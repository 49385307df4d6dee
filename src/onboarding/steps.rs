//! Rule tables for each onboarding step.

use std::sync::LazyLock;

use rust_decimal_macros::dec;

use crate::catalog::{DonationCategory, ProofType};

use super::schema::{FieldSpec, Schema};

/// Minimum funding goal a recipient may ask for.
pub const MIN_GOAL_AMOUNT: rust_decimal::Decimal = dec!(100);

static CATEGORY_NAMES: LazyLock<Vec<&'static str>> =
    LazyLock::new(|| DonationCategory::ALL.iter().map(|c| c.as_str()).collect());

static PROOF_TYPE_NAMES: LazyLock<Vec<&'static str>> =
    LazyLock::new(|| ProofType::ALL.iter().map(|p| p.as_str()).collect());

pub static BASIC_INFO: LazyLock<Schema> = LazyLock::new(|| {
    Schema::new(vec![
        FieldSpec::text("name").min_len(2, "Name must be at least 2 characters"),
        FieldSpec::text("bio").min_len(10, "Biography must be at least 10 characters"),
    ])
});

pub static OPPORTUNITY_DETAILS: LazyLock<Schema> = LazyLock::new(|| {
    Schema::new(vec![
        FieldSpec::text("title").min_len(5, "Title must be at least 5 characters"),
        FieldSpec::text("summary").min_len(20, "Summary must be at least 20 characters"),
        FieldSpec::text("description").min_len(50, "Description must be at least 50 characters"),
        FieldSpec::text("impact").min_len(20, "Impact description must be at least 20 characters"),
        FieldSpec::text("category")
            .required("Please select a category")
            .one_of(CATEGORY_NAMES.as_slice(), "Please select a category"),
        FieldSpec::text("country").min_len(2, "Country is required"),
        FieldSpec::optional_text("city"),
        FieldSpec::flag("isGlobal", Some(false)),
        FieldSpec::text("proofType")
            .required("Please select a proof type")
            .one_of(PROOF_TYPE_NAMES.as_slice(), "Please select a proof type"),
        FieldSpec::number("goalAmount")
            .invalid("Goal amount must be a number")
            .at_least(MIN_GOAL_AMOUNT, "Goal amount must be at least 100"),
    ])
});

pub static WALLET_SETUP: LazyLock<Schema> = LazyLock::new(|| {
    Schema::new(vec![
        FieldSpec::text("walletAddress").min_len(26, "Please enter a valid wallet address"),
        FieldSpec::text_list("proofCids"),
    ])
});

pub static IDENTITY_VERIFICATION: LazyLock<Schema> = LazyLock::new(|| {
    const TERMS: &str = "You must agree to the terms and conditions";
    Schema::new(vec![
        FieldSpec::text("proofOfIdentity").min_len(5, "Please provide proof of identity"),
        FieldSpec::text("proofOfWork").min_len(5, "Please provide proof of your work"),
        FieldSpec::flag("agreeToTerms", None).required(TERMS).must_be_true(TERMS),
    ])
});
impl Schema {
    pub fn new(fields: Vec<FieldSpec>) -> Self {
        Self { fields }
    }

    pub fn fields(&self) -> &[FieldSpec] {
        &self.fields
    }

    pub fn field_names(&self) -> impl Iterator<Item = &'static str> + '_ {
        self.fields.iter().map(|f| f.name)
    }

    pub fn field(&self, name: &str) -> Option<&FieldSpec> {
        self.fields.iter().find(|f| f.name == name)
    }

    /// Default value for every field, as an empty form would show them.
    pub fn defaults(&self) -> CandidateValues {
        self.fields
            .iter()
            .map(|f| (f.name.to_string(), f.default_value()))
            .collect()
    }

    /// Keep only this schema's fields from `values`, filling the rest with
    /// defaults.
    pub fn seed(&self, values: &Map<String, Value>) -> CandidateValues {
        self.fields
            .iter()
            .map(|f| {
                let value = values
                    .get(f.name)
                    .filter(|v| !v.is_null())
                    .cloned()
                    .unwrap_or_else(|| f.default_value());
                (f.name.to_string(), value)
            })
            .collect()
    }
}

/// Validate `candidate` against `schema`.
///
/// Every field is evaluated; keys not in the schema are dropped.
pub fn validate(
    schema: &Schema,
    candidate: &CandidateValues,
) -> Result<NormalizedValues, FieldErrors> {
    let mut normalized = Map::new();
    let mut errors = FieldErrors::new();

    for field in &schema.fields {
        match field.evaluate(candidate.get(field.name)) {
            Ok(Some(value)) => {
                normalized.insert(field.name.to_string(), value);
            }
            Ok(None) => {}
            Err(message) => errors.insert(field.name, message),
        }
    }

    if errors.is_empty() {
        Ok(normalized)
    } else {
        Err(errors)
    }
}
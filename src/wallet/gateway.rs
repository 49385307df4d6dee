//! Capability traits for the wallet bridge and decentralized storage.
//!
//! Business logic only talks to these traits. The simulated implementations
//! live in [`super::simulated`]; tests supply their own.

use async_trait::async_trait;
use chrono::{DateTime, Utc};
use rust_decimal::Decimal;
use serde::{Deserialize, Serialize};

use crate::catalog::CryptoCurrency;
use crate::error::{StorageError, WalletError};

/// An account connected through the wallet bridge.
#[derive(Debug, Clone, PartialEq, Eq, Serialize, Deserialize)]
#[serde(rename_all = "camelCase")]
pub struct WalletSession {
    pub account: String,
    pub chain_id: u64,
}

/// A donation ready to be sent to the contract.
#[derive(Debug, Clone, PartialEq, Eq)]
pub struct DonationRequest {
    pub opportunity_id: String,
    pub recipient_address: String,
    pub contract_address: String,
    pub currency: CryptoCurrency,
    /// ERC-20 contract of the token; the zero address for native ETH.
    pub token_address: String,
    /// Amount as entered, in whole tokens.
    pub amount: Decimal,
    /// Amount in the token's smallest unit (wei for ETH).
    pub amount_base_units: Decimal,
}

/// What the chain reports once a donation is mined.
#[derive(Debug, Clone, PartialEq, Eq)]
pub struct TransactionReceipt {
    pub transaction_hash: String,
}

#[derive(Debug, Clone, Copy, PartialEq, Eq, Serialize, Deserialize)]
#[serde(rename_all = "snake_case")]
pub enum TransactionStatus {
    /// The wallet context only hands out mined transactions; failures
    /// come back as `None`.
    Confirmed,
}

/// A completed donation as shown to the donor.
#[derive(Debug, Clone, PartialEq, Eq, Serialize, Deserialize)]
#[serde(rename_all = "camelCase")]
pub struct DonationTransaction {
    pub opportunity_id: String,
    pub amount: Decimal,
    pub currency: CryptoCurrency,
    pub recipient_address: String,
    pub timestamp: DateTime<Utc>,
    pub transaction_hash: String,
    pub status: TransactionStatus,
}

/// A file selected for proof upload.
#[derive(Debug, Clone, PartialEq, Eq)]
pub struct ProofFile {
    pub name: String,
    pub content_type: String,
    pub bytes: Vec<u8>,
}

/// Metadata stored alongside uploaded proof files.
#[derive(Debug, Clone, PartialEq, Eq, Serialize, Deserialize)]
#[serde(rename_all = "camelCase")]
pub struct ProofMetadata {
    pub opportunity_id: String,
    pub timestamp: DateTime<Utc>,
    #[serde(rename = "type")]
    pub kind: String,
}

impl ProofMetadata {
    pub const PROJECT_PROOF: &'static str = "project_proof";

    /// Metadata for proof of project progress, stamped now.
    pub fn project_proof(opportunity_id: impl Into<String>) -> Self {
        Self {
            opportunity_id: opportunity_id.into(),
            timestamp: Utc::now(),
            kind: Self::PROJECT_PROOF.to_string(),
        }
    }
}

/// Bridge to a browser or hardware wallet.
#[async_trait]
pub trait WalletGateway: Send + Sync {
    /// Gateway name for logs.
    fn name(&self) -> &str;

    /// Ask the user to connect; returns the account and its current chain.
    async fn connect(&self) -> Result<WalletSession, WalletError>;

    async fn disconnect(&self) -> Result<(), WalletError>;

    /// Whether [`WalletGateway::switch_network`] can be called at all.
    fn supports_network_switch(&self) -> bool {
        true
    }

    /// Switch the wallet to `chain_id`; returns the chain now active.
    async fn switch_network(&self, chain_id: u64) -> Result<u64, WalletError>;

    /// Send a donation and wait for it to be mined.
    async fn send_donation(
        &self,
        request: &DonationRequest,
    ) -> Result<TransactionReceipt, WalletError>;
}

/// Content-addressed storage for proof files.
#[async_trait]
pub trait StorageGateway: Send + Sync {
    fn name(&self) -> &str;

    /// Store `files`; returns one content id per file, in order.
    async fn upload(
        &self,
        files: &[ProofFile],
        metadata: &ProofMetadata,
    ) -> Result<Vec<String>, StorageError>;

    /// Whether `cid` resolves to stored content.
    async fn verify(&self, cid: &str) -> Result<bool, StorageError>;
}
__________________________________________________
Your task is to extract the lines running from the one with "pub struct ProofMetadata" to the end of the material, inclusive, copying each exactly and adding nothing.

pub struct ProofMetadata {
    pub opportunity_id: String,
    pub timestamp: DateTime<Utc>,
    #[serde(rename = "type")]
    pub kind: String,
}

impl ProofMetadata {
    pub const PROJECT_PROOF: &'static str = "project_proof";

    /// Metadata for proof of project progress, stamped now.
    pub fn project_proof(opportunity_id: impl Into<String>) -> Self {
        Self {
            opportunity_id: opportunity_id.into(),
            timestamp: Utc::now(),
            kind: Self::PROJECT_PROOF.to_string(),
        }
    }
}

/// Bridge to a browser or hardware wallet.
#[async_trait]
pub trait WalletGateway: Send + Sync {
    /// Gateway name for logs.
    fn name(&self) -> &str;

    /// Ask the user to connect; returns the account and its current chain.
    async fn connect(&self) -> Result<WalletSession, WalletError>;

    async fn disconnect(&self) -> Result<(), WalletError>;

    /// Whether [`WalletGateway::switch_network`] can be called at all.
    fn supports_network_switch(&self) -> bool {
        true
    }

    /// Switch the wallet to `chain_id`; returns the chain now active.
    async fn switch_network(&self, chain_id: u64) -> Result<u64, WalletError>;

    /// Send a donation and wait for it to be mined.
    async fn send_donation(
        &self,
        request: &DonationRequest,
    ) -> Result<TransactionReceipt, WalletError>;
}

/// Content-addressed storage for proof files.
#[async_trait]
pub trait StorageGateway: Send + Sync {
    fn name(&self) -> &str;

    /// Store `files`; returns one content id per file, in order.
    async fn upload(
        &self,
        files: &[ProofFile],
        metadata: &ProofMetadata,
    ) -> Result<Vec<String>, StorageError>;

    /// Whether `cid` resolves to stored content.
    async fn verify(&self, cid: &str) -> Result<bool, StorageError>;
}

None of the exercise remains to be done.